(Collected data entries)
◆ ◆ ◆ ◆ ◆ ◆ ◆

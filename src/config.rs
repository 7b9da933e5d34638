//! Application configuration loading and validation.
//!
//! Configuration is loaded from a TOML file. Circuit breaker tuning falls
//! back to `PICKLOCK_CIRCUIT_*` environment variables when the file is
//! silent, so deployed cron jobs can be retuned without a config rollout.

use std::path::{Path, PathBuf};
use std::time::Duration;

use serde::Deserialize;
use tracing_subscriber::{fmt, EnvFilter};

use crate::breaker::BreakerConfig;
use crate::error::{ConfigError, Result};

#[derive(Debug, Clone, Deserialize)]
pub struct Config {
    #[serde(default)]
    pub database: DatabaseConfig,
    #[serde(default)]
    pub export: ExportConfig,
    #[serde(default)]
    pub logging: LoggingConfig,
    #[serde(default)]
    pub circuits: CircuitSettings,
    #[serde(default)]
    pub io: IoConfig,
}

/// SQLite database location.
#[derive(Debug, Clone, Deserialize)]
pub struct DatabaseConfig {
    #[serde(default = "default_db_path")]
    pub path: String,
}

fn default_db_path() -> String {
    "picklock.db".to_string()
}

/// Where public JSON artifacts are written.
#[derive(Debug, Clone, Deserialize)]
pub struct ExportConfig {
    #[serde(default = "default_export_dir")]
    pub dir: PathBuf,
}

fn default_export_dir() -> PathBuf {
    PathBuf::from("exports")
}

#[derive(Debug, Clone, Deserialize)]
pub struct LoggingConfig {
    /// Log level: debug, info, warn, error.
    #[serde(default = "default_log_level")]
    pub level: String,
    /// Log format: pretty or json.
    #[serde(default = "default_log_format")]
    pub format: String,
}

fn default_log_level() -> String {
    "info".to_string()
}

fn default_log_format() -> String {
    "pretty".to_string()
}

/// Circuit breaker tuning shared by both breaker variants.
///
/// Pipeline circuits (warehouse reads) cool down much longer than
/// external-service circuits: a missing warehouse partition recovers on the
/// upstream schedule, not in seconds.
#[derive(Debug, Clone, Deserialize)]
pub struct CircuitSettings {
    /// Consecutive failures before a circuit opens.
    #[serde(default = "default_circuit_threshold")]
    pub threshold: u32,
    /// Cooldown before a pipeline circuit probes half-open.
    #[serde(default = "default_pipeline_timeout_secs")]
    pub pipeline_timeout_secs: u64,
    /// Cooldown before an external-service circuit probes half-open.
    #[serde(default = "default_service_timeout_secs")]
    pub service_timeout_secs: u64,
    /// Successful half-open trials required to close a circuit.
    #[serde(default = "default_half_open_max_calls")]
    pub half_open_max_calls: u32,
}

fn default_circuit_threshold() -> u32 {
    env_u32("PICKLOCK_CIRCUIT_THRESHOLD", 5)
}

fn default_pipeline_timeout_secs() -> u64 {
    env_u64("PICKLOCK_CIRCUIT_TIMEOUT_SECS", 30 * 60)
}

fn default_service_timeout_secs() -> u64 {
    env_u64("PICKLOCK_CIRCUIT_SERVICE_TIMEOUT_SECS", 5 * 60)
}

fn default_half_open_max_calls() -> u32 {
    env_u32("PICKLOCK_CIRCUIT_HALF_OPEN_CALLS", 1)
}

/// I/O boundary tuning.
#[derive(Debug, Clone, Deserialize)]
pub struct IoConfig {
    /// Per-query timeout for warehouse reads.
    #[serde(default = "default_query_timeout_secs")]
    pub query_timeout_secs: u64,
}

fn default_query_timeout_secs() -> u64 {
    30
}

fn env_u32(name: &str, fallback: u32) -> u32 {
    std::env::var(name)
        .ok()
        .and_then(|v| v.parse().ok())
        .unwrap_or(fallback)
}

fn env_u64(name: &str, fallback: u64) -> u64 {
    std::env::var(name)
        .ok()
        .and_then(|v| v.parse().ok())
        .unwrap_or(fallback)
}

impl Config {
    /// Load configuration from a TOML file.
    pub fn load<P: AsRef<Path>>(path: P) -> Result<Self> {
        let content = std::fs::read_to_string(path).map_err(ConfigError::ReadFile)?;
        let config: Config = toml::from_str(&content).map_err(ConfigError::Parse)?;
        config.validate()?;
        Ok(config)
    }

    /// Load configuration, falling back to defaults when the file is absent.
    ///
    /// A present-but-malformed file is still an error.
    pub fn load_or_default<P: AsRef<Path>>(path: P) -> Result<Self> {
        if path.as_ref().exists() {
            Self::load(path)
        } else {
            Ok(Self::default())
        }
    }

    fn validate(&self) -> Result<()> {
        if self.database.path.is_empty() {
            return Err(ConfigError::MissingField {
                field: "database.path",
            }
            .into());
        }
        if self.circuits.threshold == 0 {
            return Err(ConfigError::InvalidValue {
                field: "circuits.threshold",
                reason: "must be at least 1".to_string(),
            }
            .into());
        }
        if self.circuits.half_open_max_calls == 0 {
            return Err(ConfigError::InvalidValue {
                field: "circuits.half_open_max_calls",
                reason: "must be at least 1".to_string(),
            }
            .into());
        }
        match self.logging.format.as_str() {
            "pretty" | "json" => Ok(()),
            other => Err(ConfigError::InvalidValue {
                field: "logging.format",
                reason: format!("expected 'pretty' or 'json', got '{other}'"),
            }
            .into()),
        }
    }

    /// Initialize the global tracing subscriber from the logging section.
    pub fn init_logging(&self) {
        let filter = EnvFilter::try_from_default_env()
            .unwrap_or_else(|_| EnvFilter::new(self.logging.level.clone()));

        if self.logging.format == "json" {
            let _ = fmt().with_env_filter(filter).json().try_init();
        } else {
            let _ = fmt().with_env_filter(filter).try_init();
        }
    }

    /// Breaker config for pipeline circuits (warehouse reads).
    #[must_use]
    pub fn pipeline_breaker(&self) -> BreakerConfig {
        BreakerConfig {
            threshold: self.circuits.threshold,
            cooldown: Duration::from_secs(self.circuits.pipeline_timeout_secs),
            half_open_max_calls: self.circuits.half_open_max_calls,
        }
    }

    /// Breaker config for external-service circuits (artifact storage).
    #[must_use]
    pub fn service_breaker(&self) -> BreakerConfig {
        BreakerConfig {
            threshold: self.circuits.threshold,
            cooldown: Duration::from_secs(self.circuits.service_timeout_secs),
            half_open_max_calls: self.circuits.half_open_max_calls,
        }
    }

    /// Per-query timeout for warehouse reads.
    #[must_use]
    pub fn query_timeout(&self) -> Duration {
        Duration::from_secs(self.io.query_timeout_secs)
    }
}

impl Default for Config {
    fn default() -> Self {
        Self {
            database: DatabaseConfig {
                path: default_db_path(),
            },
            export: ExportConfig {
                dir: default_export_dir(),
            },
            logging: LoggingConfig {
                level: default_log_level(),
                format: default_log_format(),
            },
            circuits: CircuitSettings::default(),
            io: IoConfig {
                query_timeout_secs: default_query_timeout_secs(),
            },
        }
    }
}

impl Default for DatabaseConfig {
    fn default() -> Self {
        Self {
            path: default_db_path(),
        }
    }
}

impl Default for ExportConfig {
    fn default() -> Self {
        Self {
            dir: default_export_dir(),
        }
    }
}

impl Default for LoggingConfig {
    fn default() -> Self {
        Self {
            level: default_log_level(),
            format: default_log_format(),
        }
    }
}

impl Default for CircuitSettings {
    fn default() -> Self {
        Self {
            threshold: default_circuit_threshold(),
            pipeline_timeout_secs: default_pipeline_timeout_secs(),
            service_timeout_secs: default_service_timeout_secs(),
            half_open_max_calls: default_half_open_max_calls(),
        }
    }
}

impl Default for IoConfig {
    fn default() -> Self {
        Self {
            query_timeout_secs: default_query_timeout_secs(),
        }
    }
}

#[cfg(test)]
mod tests {
    use super::*;

    #[test]
    fn defaults_are_sane() {
        let config = Config::default();
        assert_eq!(config.database.path, "picklock.db");
        assert_eq!(config.logging.level, "info");
        assert_eq!(config.io.query_timeout_secs, 30);
        assert!(config.circuits.pipeline_timeout_secs >= config.circuits.service_timeout_secs);
    }

    #[test]
    fn parses_partial_toml() {
        let config: Config = toml::from_str(
            r#"
            [database]
            path = "/tmp/test.db"

            [circuits]
            threshold = 3
            "#,
        )
        .unwrap();

        assert_eq!(config.database.path, "/tmp/test.db");
        assert_eq!(config.circuits.threshold, 3);
        // Untouched sections keep defaults.
        assert_eq!(config.logging.format, "pretty");
    }

    #[test]
    fn validate_rejects_zero_threshold() {
        let config: Config = toml::from_str(
            r#"
            [circuits]
            threshold = 0
            "#,
        )
        .unwrap();
        assert!(config.validate().is_err());
    }

    #[test]
    fn validate_rejects_unknown_log_format() {
        let config: Config = toml::from_str(
            r#"
            [logging]
            format = "xml"
            "#,
        )
        .unwrap();
        assert!(config.validate().is_err());
    }

    #[test]
    fn env_fallbacks_parse_numbers() {
        std::env::set_var("PICKLOCK_TEST_ENV_U32", "7");
        assert_eq!(env_u32("PICKLOCK_TEST_ENV_U32", 5), 7);
        std::env::remove_var("PICKLOCK_TEST_ENV_U32");

        assert_eq!(env_u32("PICKLOCK_TEST_ENV_U32_MISSING", 5), 5);
        std::env::set_var("PICKLOCK_TEST_ENV_U64_BAD", "not-a-number");
        assert_eq!(env_u64("PICKLOCK_TEST_ENV_U64_BAD", 9), 9);
        std::env::remove_var("PICKLOCK_TEST_ENV_U64_BAD");
    }

    #[test]
    fn breaker_configs_differ_by_cooldown() {
        let config = Config::default();
        let pipeline = config.pipeline_breaker();
        let service = config.service_breaker();
        assert_eq!(pipeline.threshold, service.threshold);
        assert!(pipeline.cooldown >= service.cooldown);
    }
}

◆ ◆ ◆ ◆ ◆ ◆ ◆

EXERCISE DETAILS —
For the string "content", filter the data and copy out each line where it occurs.

THE COMPLETED TASK —
        let content = std::fs::read_to_string(path).map_err(ConfigError::ReadFile)?;
        let config: Config = toml::from_str(&content).map_err(ConfigError::Parse)?;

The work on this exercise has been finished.